Tu écris ce que tu vois et ce que tu écoutes avec de toutes petites lettres serrées, serrées comme des fourmis, et qui vont de ton coeur à ta droite d’honneur.
Les Arabes, eux, ont des lettres qui se couchent, se mettent à genoux et se dressent toutes droites, pareilles à des lances : c’est une écriture qui s’enroule et se déplie comme le mirage, qui est savante comme le temps et fière comme le combat.
Et leur écriture part de leur droite d’honneur pour arriver à leur gauche, parce que tout finit là : au coeur.
Notre écriture à nous, en Ahaggar, est une écriture de nomades parce qu’elle est toute en bâtons qui sont les jambes de tous les troupeaux. Jambes d’hommes, jambes de méhara, de zébus, de gazelles, tout ce qui parcourt le désert.

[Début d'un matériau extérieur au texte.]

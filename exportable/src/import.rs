//! Import engine: plain data tree to typed instance graph.

use crate::walker::{map_mapping, map_sequence};
use crate::{
    decode, export_value, ElementKey, Exportable, FieldConfig, FieldValue, Result, RoleCategory,
    TypeResolver,
};
use serde_json::{Map, Value};
use tracing::{debug, trace};

/// Imports `data` into `instance`.
///
/// Missing or null data leaves the instance untouched. Otherwise ignored
/// fields are stripped, every remaining top-level key is assigned as a plain
/// value, and fields with a declared role are then replaced by their typed
/// form.
pub fn import_into(instance: &mut dyn Exportable, data: Option<&Value>) {
    let Some(data) = data.filter(|d| !d.is_null()) else {
        return;
    };

    let assignments = plan_assignments(instance.export_config(), data);
    for (name, value) in assignments {
        if !instance.assign_field(&name, value) {
            trace!("Field {} did not accept the imported value", name);
        }
    }
}

/// Ordered field writes for one import. Later writes for the same field win.
fn plan_assignments(config: &FieldConfig, data: &Value) -> Vec<(String, FieldValue)> {
    let data: Map<String, Value> = match data {
        Value::Object(entries) => entries
            .iter()
            .filter(|(name, _)| !config.is_ignored(name))
            .map(|(name, value)| (name.clone(), value.clone()))
            .collect(),
        other => {
            debug!("Import data is not an object ({}); importing no fields", other);
            Map::new()
        }
    };

    let mut assignments: Vec<(String, FieldValue)> = data
        .iter()
        .map(|(name, value)| (name.clone(), FieldValue::Plain(value.clone())))
        .collect();

    for (field, resolver) in config.roles(RoleCategory::Array) {
        if let Some(raw) = data.get(field) {
            let value = import_sequence(Some(raw), Some(resolver)).unwrap_or_default();
            assignments.push((field.clone(), value));
        }
    }

    for (field, resolver) in config.roles(RoleCategory::Dict) {
        if let Some(raw) = data.get(field) {
            let value = import_mapping(Some(raw), Some(resolver)).unwrap_or_default();
            assignments.push((field.clone(), value));
        }
    }

    for (field, resolver) in config.roles(RoleCategory::Instance) {
        if config.is_ignored(field) {
            continue;
        }
        match data.get(field) {
            None | Some(Value::Null) => assignments.push((field.clone(), FieldValue::NULL)),
            Some(raw) => match import_element(raw, ElementKey::Name(field), resolver) {
                Some(value) => assignments.push((field.clone(), value)),
                None => debug!("No type resolved for field {}; keeping the raw value", field),
            },
        }
    }

    assignments
}

/// Imports a raw sequence, instantiating each element the resolver has a
/// type for.
///
/// Missing or null input yields `None`. Without a resolver, or when the raw
/// value is not a sequence, it is returned unchanged.
pub fn import_sequence(raw: Option<&Value>, resolver: Option<&TypeResolver>) -> Option<FieldValue> {
    let raw = raw.filter(|v| !v.is_null())?;
    let Some(resolver) = resolver else {
        return Some(FieldValue::Plain(raw.clone()));
    };

    match raw {
        Value::Array(items) => map_sequence(Some(items.as_slice()), |item: &Value, key| {
            import_element(item, key, resolver)
        })
        .map(FieldValue::Sequence),
        other => {
            debug!("Expected a sequence, got {}; leaving it raw", other);
            Some(FieldValue::Plain(other.clone()))
        }
    }
}

/// Imports a raw mapping value by value, like [`import_sequence`].
pub fn import_mapping(raw: Option<&Value>, resolver: Option<&TypeResolver>) -> Option<FieldValue> {
    let raw = raw.filter(|v| !v.is_null())?;
    let Some(resolver) = resolver else {
        return Some(FieldValue::Plain(raw.clone()));
    };

    match raw {
        Value::Object(entries) => map_mapping(Some(entries), |value: &Value, key| {
            import_element(value, key, resolver)
        })
        .map(FieldValue::Mapping),
        other => {
            debug!("Expected a mapping, got {}; leaving it raw", other);
            Some(FieldValue::Plain(other.clone()))
        }
    }
}

/// A fresh instance of the resolved type filled from `raw`, or `None` when
/// the resolver has no type for it.
fn import_element(raw: &Value, key: ElementKey<'_>, resolver: &TypeResolver) -> Option<FieldValue> {
    let Some(ty) = resolver.resolve(raw, key) else {
        trace!("No type resolved for element {}; leaving it raw", key);
        return None;
    };
    let mut instance = ty.instantiate();
    import_into(instance.as_mut(), Some(raw));
    Some(FieldValue::Instance(instance))
}

/// Builds a default `T` and imports `data` into it. Missing or null data
/// yields `None`.
pub fn create_from<T>(data: Option<&Value>) -> Option<T>
where
    T: Exportable + Default,
{
    create_from_with(data, T::default)
}

/// Like [`create_from`], constructing the instance with `ctor`.
pub fn create_from_with<T, F>(data: Option<&Value>, ctor: F) -> Option<T>
where
    T: Exportable,
    F: FnOnce() -> T,
{
    let data = data.filter(|d| !d.is_null())?;
    let mut instance = ctor();
    import_into(&mut instance, Some(data));
    Some(instance)
}

/// Decodes JSON text and imports it into a default `T`.
///
/// Blank text yields the untouched default instance; malformed text is an
/// error.
pub fn create_from_json<T>(text: &str) -> Result<T>
where
    T: Exportable + Default,
{
    create_from_json_with(text, T::default)
}

/// Like [`create_from_json`], constructing the instance with `ctor`.
pub fn create_from_json_with<T, F>(text: &str, ctor: F) -> Result<T>
where
    T: Exportable,
    F: FnOnce() -> T,
{
    let mut instance = ctor();
    if text.trim().is_empty() {
        return Ok(instance);
    }
    let data = decode(text)?;
    import_into(&mut instance, Some(&data));
    Ok(instance)
}

/// Deep copy through export and re-import. Nested instances of the copy are
/// freshly constructed, never shared with the original.
pub fn clone_instance<T>(instance: &T) -> T
where
    T: Exportable + Default,
{
    clone_instance_with(instance, T::default)
}

/// Like [`clone_instance`], constructing the copy with `ctor`.
pub fn clone_instance_with<T, F>(instance: &T, ctor: F) -> T
where
    T: Exportable,
    F: FnOnce() -> T,
{
    let data = export_value(instance);
    let mut copy = ctor();
    import_into(&mut copy, Some(&data));
    copy
}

Et puis les croix disent si tu vas à droite ou à gauche, et les points, tu vois, il y a beaucoup de points. Ce sont les étoiles pour nous conduire la nuit, parce que nous, les Sahariens, nous ne connaissons que la route, la route qui a pour guide, tour à tour, le soleil puis les étoiles.
Et nous partons de notre coeur, et nous tournons autour de lui en cercles de plus en plus grands, pour enlacer les autres coeurs dans un cercle de vie, comme l’horizon autour de ton troupeau et de toi-même.
Dassine Oult Yemma, musicienne et poétesse targuie du début du XXème siècle, citée par Kamel Daoud, Zabor ou Les Psaumes, Actes Sud, 2017, p.9.